# Pixma MG 3550 problème de connexion WIFI



## max-56 (7 Février 2014)

Bonsoir,

Venant d'acquérir une imprimante canon Pixma MG 3550, j'ai voulu l'installer.
Le problème est que bien que l'imprimante semble être détectée, elle est cochée quand on clic sur l'icône WI-FI, le pilote de canon me dit que l'imprimante est indétectable :rateau:
Je dois surement mal faire quelque chose, le vendeur m'a dit que l'imprimante était compatible mac os.

Si quelqu'un pouvait m'éclairer, ce serait sympa


----------



## Deleted member 18124 (8 Février 2014)

Bonjour,

La configuration wi-fi (cf guide d'installation) est-elle allée au bout sans encombre ?


----------



## max-56 (8 Février 2014)

La configuration se passe sans problèmes. C'est au moment de l'utilisation que l'imprimante, bien que visible dans les paramètres réseau, ne semble pas être reconnue.

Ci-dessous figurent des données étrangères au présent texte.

use std::error::Error;
use std::fmt::{Debug, Display, Formatter};

use log::debug;

use crate::distribution::{Distribution, DistributionError};
use crate::model::Model;
use crate::tree::NodeId;

/// Error occurring when post-processing a model.
#[derive(Debug, Clone, PartialEq)]
pub enum ProcessError {
    /// The processor cannot be applied to this kind of model.
    Unsupported,
    /// The processor was configured with values that cannot be applied to
    /// the model's distributions.
    Distribution(DistributionError),
}

impl From<DistributionError> for ProcessError {
    fn from(e: DistributionError) -> Self {
        Self::Distribution(e)
    }
}

impl Display for ProcessError {
    fn fmt(&self, f: &mut Formatter<'_>) -> std::fmt::Result {
        match self {
            ProcessError::Unsupported => write!(f, "Operation not supported for this model"),
            ProcessError::Distribution(e) => write!(f, "Distribution error: {}", e),
        }
    }
}

impl Error for ProcessError {
    fn source(&self) -> Option<&(dyn Error + 'static)> {
        match self {
            ProcessError::Distribution(e) => Some(e),
            ProcessError::Unsupported => None,
        }
    }
}

/// A pass that modifies the distributions of a learned model in place.
pub trait ModelProcessor: Debug + Send + Sync {
    fn process(&self, model: &mut Model) -> Result<(), ProcessError>;
}

/// Makes sure no symbol has probability lower than `floor`.
///
/// The probabilities below the floor are raised to it, and the rest are
/// scaled down to keep the total at 1. Distributions that are entirely zero
/// become uniform.
///
/// # Examples
/// ```
/// use pstmodel::alphabet::Alphabet;
/// use pstmodel::model::Model;
/// use pstmodel::smoothing::{FloorSmoother, ModelProcessor};
/// use pstmodel::tree::ContextTree;
///
/// let mut model = Model::Tree(ContextTree::new(Alphabet::nucleotides()));
/// FloorSmoother::new(0.1).process(&mut model).unwrap();
/// assert_eq!(model.conditional_probability(b'A', b""), Ok(0.25));
/// ```
#[derive(Debug, Copy, Clone, PartialEq)]
pub struct FloorSmoother {
    floor: f64,
}

impl FloorSmoother {
    #[must_use]
    pub fn new(floor: f64) -> Self {
        Self { floor }
    }

    #[must_use]
    pub fn floor(&self) -> f64 {
        self.floor
    }
}

impl ModelProcessor for FloorSmoother {
    fn process(&self, model: &mut Model) -> Result<(), ProcessError> {
        debug!("Applying probability floor of {}", self.floor);

        let tree = model.tree_mut();
        let order: Vec<NodeId> = tree.breadth_first().collect();
        for id in order {
            tree.node_mut(id)
                .distribution_mut()
                .redistribute_with_minimum(self.floor)?;
        }

        model.refresh_log_probs();
        Ok(())
    }
}

/// Interpolates every distribution with the (already smoothed) distribution
/// of its backoff node, and the root's one with the uniform distribution.
///
/// Each distribution `p` becomes `(p + w * b) / (1 + w)` where `b` is the
/// backoff's distribution and `w = 4 * smooth_factor`. Nodes with all-zero
/// distributions end up with the backoff's distribution. Only applicable to
/// automata, since plain trees have no backoff links.
#[derive(Debug, Copy, Clone, PartialEq)]
pub struct BackoffSmoother {
    smooth_factor: f64,
}

impl BackoffSmoother {
    #[must_use]
    pub fn new(smooth_factor: f64) -> Self {
        Self { smooth_factor }
    }

    #[must_use]
    pub fn smooth_factor(&self) -> f64 {
        self.smooth_factor
    }

    #[must_use]
    pub fn weight(&self) -> f64 {
        self.smooth_factor * 4.0
    }
}

impl ModelProcessor for BackoffSmoother {
    fn process(&self, model: &mut Model) -> Result<(), ProcessError> {
        let automaton = match model {
            Model::Automaton(automaton) => automaton,
            Model::Tree(_) => return Err(ProcessError::Unsupported),
        };
        let weight = self.weight();
        debug!("Applying backoff smoothing with weight {}", weight);

        let uniform = Distribution::uniform(automaton.alphabet().len());
        let order: Vec<NodeId> = automaton.tree().breadth_first().collect();
        for id in order {
            let backoff = match automaton.backoff(id) {
                Some(backoff) => automaton.tree().node(backoff).distribution().clone(),
                None => uniform.clone(),
            };

            let distribution = automaton.tree_mut().node_mut(id).distribution_mut();
            distribution.mix_in(&backoff, weight)?;
            distribution.normalize()?;
        }

        automaton.refresh_log_probs();
        Ok(())
    }
}

/// Runs several processors, one after another.
#[derive(Debug, Default)]
pub struct ProcessorChain(Vec<Box<dyn ModelProcessor>>);

impl ProcessorChain {
    #[must_use]
    pub fn new() -> Self {
        Self::default()
    }

    #[must_use]
    pub fn with<P: ModelProcessor + 'static>(mut self, processor: P) -> Self {
        self.0.push(Box::new(processor));
        self
    }

    #[must_use]
    pub fn len(&self) -> usize {
        self.0.len()
    }

    #[must_use]
    pub fn is_empty(&self) -> bool {
        self.0.is_empty()
    }
}

impl ModelProcessor for ProcessorChain {
    fn process(&self, model: &mut Model) -> Result<(), ProcessError> {
        for processor in &self.0 {
            processor.process(model)?;
        }
        Ok(())
    }
}

#[cfg(test)]
mod tests {
    use approx::assert_abs_diff_eq;

    use crate::_internal_test_data::{abcd_automaton_model, RANDOM_MODEL};
    use crate::distribution::DistributionError;
    use crate::model::Model;
    use crate::smoothing::{
        BackoffSmoother, FloorSmoother, ModelProcessor, ProcessError, ProcessorChain,
    };
    use crate::tree::NodeId;

    fn assert_all_normalized(model: &Model) {
        let tree = model.tree();
        for id in tree.breadth_first() {
            assert!(tree.node(id).distribution().is_normalized());
        }
    }

    #[test_log::test]
    fn test_floor_smoothing() {
        let mut model = RANDOM_MODEL.clone();

        FloorSmoother::new(0.05).process(&mut model).unwrap();

        let tree = model.tree();
        for id in tree.breadth_first() {
            let distribution = tree.node(id).distribution();
            assert!(distribution.min() >= 0.05 - 1e-12);
            assert!(distribution.is_normalized());
        }
    }

    #[test]
    fn test_floor_smoothing_refreshes_log_probs() {
        let mut model = abcd_automaton_model();
        let a = model.tree().find(b"a").unwrap();
        assert_eq!(
            model.automaton().unwrap().log_probability(a, 0),
            f64::NEG_INFINITY
        );

        FloorSmoother::new(0.01).process(&mut model).unwrap();

        assert_abs_diff_eq!(model.automaton().unwrap().log_probability(a, 0), 0.25f64.ln());
        assert_all_normalized(&model);
    }

    #[test]
    fn test_floor_smoothing_tree() {
        let mut model = Model::Tree(abcd_automaton_model().tree().clone());

        FloorSmoother::new(0.15).process(&mut model).unwrap();

        assert_abs_diff_eq!(model.conditional_probability(b'a', b"").unwrap(), 0.15);
        assert_all_normalized(&model);
    }

    #[test]
    fn test_floor_smoothing_impossible_floor() {
        let mut model = abcd_automaton_model();

        assert_eq!(
            FloorSmoother::new(0.5).process(&mut model),
            Err(ProcessError::Distribution(DistributionError::ImpossibleFloor(
                0.5, 4
            )))
        );
        assert!(model.equal_value(&abcd_automaton_model()));
    }

    #[test]
    fn test_backoff_smoothing() {
        let mut model = abcd_automaton_model();

        BackoffSmoother::new(0.25).process(&mut model).unwrap();

        let root = model.tree().root().distribution();
        assert_abs_diff_eq!(root.get(0), 0.175, epsilon = 1e-9);
        assert_abs_diff_eq!(root.get(3), 0.325, epsilon = 1e-9);
        let b = model.conditionals_from(b"b").unwrap();
        assert_abs_diff_eq!(b.get(0), 0.1425, epsilon = 1e-9);
        assert_abs_diff_eq!(b.get(3), 0.3425, epsilon = 1e-9);
        // "a" had nothing known, so it takes over the root's distribution
        let a = model.tree().get(b"a").unwrap().distribution();
        assert_eq!(a, model.tree().root().distribution());
        assert_all_normalized(&model);
    }

    #[test_log::test]
    fn test_backoff_smoothing_keeps_normalized() {
        let mut model = RANDOM_MODEL.clone();

        BackoffSmoother::new(0.1).process(&mut model).unwrap();

        assert_all_normalized(&model);
        let automaton = model.automaton().unwrap();
        for index in 0..automaton.alphabet().len() {
            assert!(automaton.log_probability(NodeId::ROOT, index).is_finite());
        }
    }

    #[test]
    fn test_backoff_smoothing_tree_unsupported() {
        let mut model = Model::Tree(RANDOM_MODEL.tree().clone());

        assert_eq!(
            BackoffSmoother::new(0.1).process(&mut model),
            Err(ProcessError::Unsupported)
        );
    }

    #[test]
    fn test_backoff_smoothing_invalid_factor() {
        let mut model = abcd_automaton_model();

        assert!(matches!(
            BackoffSmoother::new(-1.0).process(&mut model),
            Err(ProcessError::Distribution(DistributionError::InvalidWeight(_)))
        ));
    }

    #[test]
    fn test_processor_chain() {
        let chain = ProcessorChain::new()
            .with(BackoffSmoother::new(0.25))
            .with(FloorSmoother::new(0.2));
        let mut model = abcd_automaton_model();

        chain.process(&mut model).unwrap();

        assert_eq!(chain.len(), 2);
        let tree = model.tree();
        for id in tree.breadth_first() {
            assert!(tree.node(id).distribution().min() >= 0.2 - 1e-12);
        }
        assert_abs_diff_eq!(
            model.conditional_probability(b'a', b"").unwrap(),
            0.2,
            epsilon = 1e-9
        );
    }
}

Du coup, pour l'instant, j'ai récupéré un câble pour l'utiliser. Mais quand il y a la WI-FI ce n'est pas le but :/


----------



## Deleted member 18124 (8 Février 2014)

Est-elle dans le panneau imprimantes de Préférences Système ?

Attention, l'imprimante doit y apparaître 2 fois : une fois pour la connexion USB, une fois pour le wi-fi.


----------



## max-56 (8 Février 2014)

Elle ne s'y trouve que pour la connexion usb.


----------



## Deleted member 18124 (9 Février 2014)

max-56 a dit:


> Elle ne s'y trouve que pour la connexion usb.



Dans le panneau Imprimantes de Préférences cliques sur le bouton + en bas de la colonne de gauche.





Dans la fenêtre qui apparaît, choisis la ligne avec le type "Canon IJ Network".





Clique sur Ajouter.


----------



## bibibenate (31 Mars 2016)

Bonjour,
j'espère que mon post pourra aider ceux qui comme moi se sont pris la tête des heures pour configurer leur imprimante WiFi sur leur Mac, voici la solution.
ceci concerne l'installation d'une imprimante WiFi AIrprint Canon MG3650 sur iMac OSX 10.10.5 Yosemite) :
En fait *il ne faut pas suivre la procédure de configuration* de Canon ! 
parce que votre imprimante ne sera jamais vu par votre ordi (en tous cas c'est ce qui c'est passé pour moi).
Après 50 tentatives je me suis résolu à installer avec l'USB qui est la seule façon d'installer automatiquement tous les drivers et utilitaires et notamment le "Canon IJ Network tool" qui m'a sauvé.
Vous restez branché en USB, vous lancez l'utilitaire, sélectionnez l'imprimante et c'est cet utilitaire qui va associer votre réseau WiFi à l'imprimante.
Après il n'y a plus qu'à suivre les instructions et tout fonctionne parfaitement : Impression AirPrint depuis le mac, iPhone, iPad etc...


----------